= Stored items =
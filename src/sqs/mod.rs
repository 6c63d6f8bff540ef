//! SQS bindings

pub mod client;
pub mod request;

pub use client::SqsClient;
pub use request::{
    new_delete_message_input, new_receive_message_input, new_send_message_input,
    unmarshal_receive_message_output, ReceivedMessage,
};
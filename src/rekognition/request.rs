//! Rekognition request builders and response unmarshalers

use aws_sdk_rekognition::operation::compare_faces::builders::CompareFacesInputBuilder;
use aws_sdk_rekognition::operation::compare_faces::{CompareFacesInput, CompareFacesOutput};
use aws_sdk_rekognition::operation::detect_faces::builders::DetectFacesInputBuilder;
use aws_sdk_rekognition::operation::detect_faces::{DetectFacesInput, DetectFacesOutput};
use aws_sdk_rekognition::operation::detect_text::builders::DetectTextInputBuilder;
use aws_sdk_rekognition::operation::detect_text::{DetectTextInput, DetectTextOutput};
use aws_sdk_rekognition::primitives::Blob;
use aws_sdk_rekognition::types::{self as sdk, Attribute, Image};

use crate::error::{Error, Result};
use crate::rekognition::types::{
    AgeRange, BoolAttribute, CompareFacesResult, DetectFacesResult, DetectTextResult, Face,
    FaceDetail, FaceMatch, Quality, StringAttribute, TextDetection,
};

/// Build a CompareFaces request. `similarity` is the minimum match
/// confidence, in percent.
pub fn new_compare_faces_input(
    source: &[u8],
    target: &[u8],
    similarity: f64,
) -> Result<CompareFacesInputBuilder> {
    if source.is_empty() {
        return Err(Error::empty("source"));
    }
    if target.is_empty() {
        return Err(Error::empty("target"));
    }
    if !(similarity > 0.0 && similarity <= 100.0) {
        return Err(Error::BadSimilarity {
            param: "similarity",
        });
    }

    Ok(CompareFacesInput::builder()
        .similarity_threshold(similarity as f32)
        .source_image(new_input_image(source)?)
        .target_image(new_input_image(target)?))
}

/// Build a DetectFaces request asking for every facial attribute
pub fn new_detect_faces_input(source: &[u8]) -> Result<DetectFacesInputBuilder> {
    if source.is_empty() {
        return Err(Error::empty("source"));
    }

    Ok(DetectFacesInput::builder()
        .image(new_input_image(source)?)
        .attributes(Attribute::All))
}

pub fn new_detect_text_input(source: &[u8]) -> Result<DetectTextInputBuilder> {
    if source.is_empty() {
        return Err(Error::empty("source"));
    }

    Ok(DetectTextInput::builder().image(new_input_image(source)?))
}

fn new_input_image(image: &[u8]) -> Result<Image> {
    if image.is_empty() {
        return Err(Error::empty("image"));
    }

    Ok(Image::builder().bytes(Blob::new(image)).build())
}

pub fn unmarshal_compare_faces_output(output: &CompareFacesOutput) -> Result<CompareFacesResult> {
    if output.face_matches.is_none() && output.unmatched_faces.is_none() {
        return Err(Error::EmptyResult {
            param: "compare_faces",
        });
    }

    Ok(CompareFacesResult {
        face_matches: output.face_matches().iter().map(face_match).collect(),
        unmatched_faces: output.unmatched_faces().iter().map(face).collect(),
    })
}

pub fn unmarshal_detect_faces_output(output: &DetectFacesOutput) -> Result<DetectFacesResult> {
    if output.face_details.is_none() {
        return Err(Error::EmptyResult {
            param: "detect_faces",
        });
    }

    Ok(DetectFacesResult {
        face_details: output.face_details().iter().map(face_detail).collect(),
    })
}

pub fn unmarshal_detect_text_output(output: &DetectTextOutput) -> Result<DetectTextResult> {
    if output.text_detections.is_none() {
        return Err(Error::EmptyResult {
            param: "detect_text",
        });
    }

    Ok(DetectTextResult {
        text_detections: output.text_detections().iter().map(text_detection).collect(),
    })
}

fn face_match(m: &sdk::CompareFacesMatch) -> FaceMatch {
    FaceMatch {
        face: m.face().map(face).unwrap_or_default(),
        similarity: percent(m.similarity()),
    }
}

fn face(f: &sdk::ComparedFace) -> Face {
    Face {
        confidence: percent(f.confidence()),
        quality: f.quality().map(quality).unwrap_or_default(),
    }
}

fn face_detail(d: &sdk::FaceDetail) -> FaceDetail {
    FaceDetail {
        age_range: d.age_range().map(age_range).unwrap_or_default(),
        beard: d
            .beard()
            .map(|a| bool_attribute(a.value(), a.confidence()))
            .unwrap_or_default(),
        eyeglasses: d
            .eyeglasses()
            .map(|a| bool_attribute(a.value(), a.confidence()))
            .unwrap_or_default(),
        eyes_open: d
            .eyes_open()
            .map(|a| bool_attribute(a.value(), a.confidence()))
            .unwrap_or_default(),
        gender: d
            .gender()
            .map(|g| StringAttribute {
                confidence: percent(g.confidence()),
                value: g.value().map(|v| v.as_str().to_string()).unwrap_or_default(),
            })
            .unwrap_or_default(),
        mouth_open: d
            .mouth_open()
            .map(|a| bool_attribute(a.value(), a.confidence()))
            .unwrap_or_default(),
        mustache: d
            .mustache()
            .map(|a| bool_attribute(a.value(), a.confidence()))
            .unwrap_or_default(),
        confidence: percent(d.confidence()),
        quality: d.quality().map(quality).unwrap_or_default(),
        sunglasses: d
            .sunglasses()
            .map(|a| bool_attribute(a.value(), a.confidence()))
            .unwrap_or_default(),
    }
}

fn text_detection(t: &sdk::TextDetection) -> TextDetection {
    TextDetection {
        confidence: percent(t.confidence()),
        detected_text: t.detected_text().unwrap_or_default().to_string(),
        id: t.id().map(i64::from).unwrap_or_default(),
        text_type: t
            .r#type()
            .map(|kind| kind.as_str().to_string())
            .unwrap_or_default(),
    }
}

fn age_range(a: &sdk::AgeRange) -> AgeRange {
    AgeRange {
        high: a.high().map(i64::from).unwrap_or_default(),
        low: a.low().map(i64::from).unwrap_or_default(),
    }
}

fn quality(q: &sdk::ImageQuality) -> Quality {
    Quality {
        brightness: percent(q.brightness()),
        sharpness: percent(q.sharpness()),
    }
}

// SDK releases differ on whether attribute values are optional.
fn bool_attribute(
    value: impl Into<Option<bool>>,
    confidence: impl Into<Option<f32>>,
) -> BoolAttribute {
    BoolAttribute {
        confidence: percent(confidence),
        value: value.into().unwrap_or_default(),
    }
}

fn percent(value: impl Into<Option<f32>>) -> f64 {
    value.into().map(f64::from).unwrap_or_default()
}
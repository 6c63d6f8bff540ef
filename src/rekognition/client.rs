//! Rekognition client wrapper

use aws_sdk_rekognition::Client;

use crate::error::Result;
use crate::rekognition::request::{
    new_compare_faces_input, new_detect_faces_input, new_detect_text_input,
    unmarshal_compare_faces_output, unmarshal_detect_faces_output, unmarshal_detect_text_output,
};
use crate::rekognition::types::{CompareFacesResult, DetectFacesResult, DetectTextResult};
use crate::session::{endpoint_override, Session};

/// Rekognition client wrapper for face and text detection on inline images
#[derive(Debug, Clone)]
pub struct RekognitionClient {
    client: Client,
}

impl RekognitionClient {
    /// Create a client from a session, optionally overriding the endpoint
    pub fn new(session: &Session, endpoint: Option<&str>) -> Result<Self> {
        let mut builder = aws_sdk_rekognition::config::Builder::from(session.config());

        if let Some(endpoint) = endpoint_override(endpoint)? {
            tracing::debug!("Rekognition endpoint override: {}", endpoint);
            builder = builder.endpoint_url(endpoint);
        }

        Ok(Self {
            client: Client::from_conf(builder.build()),
        })
    }

    pub fn inner(&self) -> &Client {
        &self.client
    }

    /// Compare the largest face in `source` with every face in `target`
    pub async fn compare_faces(
        &self,
        source: &[u8],
        target: &[u8],
        similarity: f64,
    ) -> Result<CompareFacesResult> {
        let request = new_compare_faces_input(source, target, similarity)?;
        let output = request.send_with(&self.client).await?;

        let result = unmarshal_compare_faces_output(&output)?;
        tracing::info!(
            "CompareFaces: {} matches, {} unmatched",
            result.face_matches.len(),
            result.unmatched_faces.len()
        );

        Ok(result)
    }

    /// Detect faces in `source`, with every facial attribute
    pub async fn detect_faces(&self, source: &[u8]) -> Result<DetectFacesResult> {
        let request = new_detect_faces_input(source)?;
        let output = request.send_with(&self.client).await?;

        let result = unmarshal_detect_faces_output(&output)?;
        tracing::info!("DetectFaces: {} faces", result.face_details.len());

        Ok(result)
    }

    /// Detect lines and words of text in `source`
    pub async fn detect_text(&self, source: &[u8]) -> Result<DetectTextResult> {
        let request = new_detect_text_input(source)?;
        let output = request.send_with(&self.client).await?;

        let result = unmarshal_detect_text_output(&output)?;
        tracing::info!("DetectText: {} detections", result.text_detections.len());

        Ok(result)
    }
}

#[cfg(test)]
mod tests {
    use super::*;
    use crate::error::ErrorKind;
    use crate::session::tests::test_session;

    #[tokio::test]
    async fn test_empty_images_fail_without_network() {
        let session = test_session().await;
        let client = RekognitionClient::new(&session, Some("http://127.0.0.1:1")).unwrap();

        let err = client.compare_faces(&[], &[1], 90.0).await.unwrap_err();
        assert_eq!(err.kind(), ErrorKind::EmptyParameter);

        let err = client.detect_faces(&[]).await.unwrap_err();
        assert_eq!(err.kind(), ErrorKind::EmptyParameter);

        let err = client.detect_text(&[]).await.unwrap_err();
        assert_eq!(err.kind(), ErrorKind::EmptyParameter);
    }
}
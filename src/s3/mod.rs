//! S3 client wrapper module
//!
//! This module provides AWS S3 functionality including:
//! - [`client::S3Client`] - High-level S3 operations wrapper
//! - [`request`] - request builders, response unmarshalers and local image reading
//! - [`types`] - S3 data types (ReadImageOutput)

pub mod client;
pub mod request;
pub mod types;

// Re-export commonly used types
pub use client::S3Client;
pub use request::{
    new_create_bucket_input, new_get_object_input, new_put_object_input, read_image,
    unmarshal_get_object_output,
};
pub use types::ReadImageOutput;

= REQUIRED WORK =
Word for word, output the lines of the data from its first line through the line where "use aws_sdk_rekognition::primitives::Blob;" appears, and stop there.

= ANSWER TO THIS PROBLEM =
filename src/sqs/mod.rs
repository 6c63d6f8bff540ef
//! SQS bindings

pub mod client;
pub mod request;

pub use client::SqsClient;
pub use request::{
    new_delete_message_input, new_receive_message_input, new_send_message_input,
    unmarshal_receive_message_output, ReceivedMessage,
};
filename src/rekognition/request.rs
//! Rekognition request builders and response unmarshalers

use aws_sdk_rekognition::operation::compare_faces::builders::CompareFacesInputBuilder;
use aws_sdk_rekognition::operation::compare_faces::{CompareFacesInput, CompareFacesOutput};
use aws_sdk_rekognition::operation::detect_faces::builders::DetectFacesInputBuilder;
use aws_sdk_rekognition::operation::detect_faces::{DetectFacesInput, DetectFacesOutput};
use aws_sdk_rekognition::operation::detect_text::builders::DetectTextInputBuilder;
use aws_sdk_rekognition::operation::detect_text::{DetectTextInput, DetectTextOutput};
use aws_sdk_rekognition::primitives::Blob;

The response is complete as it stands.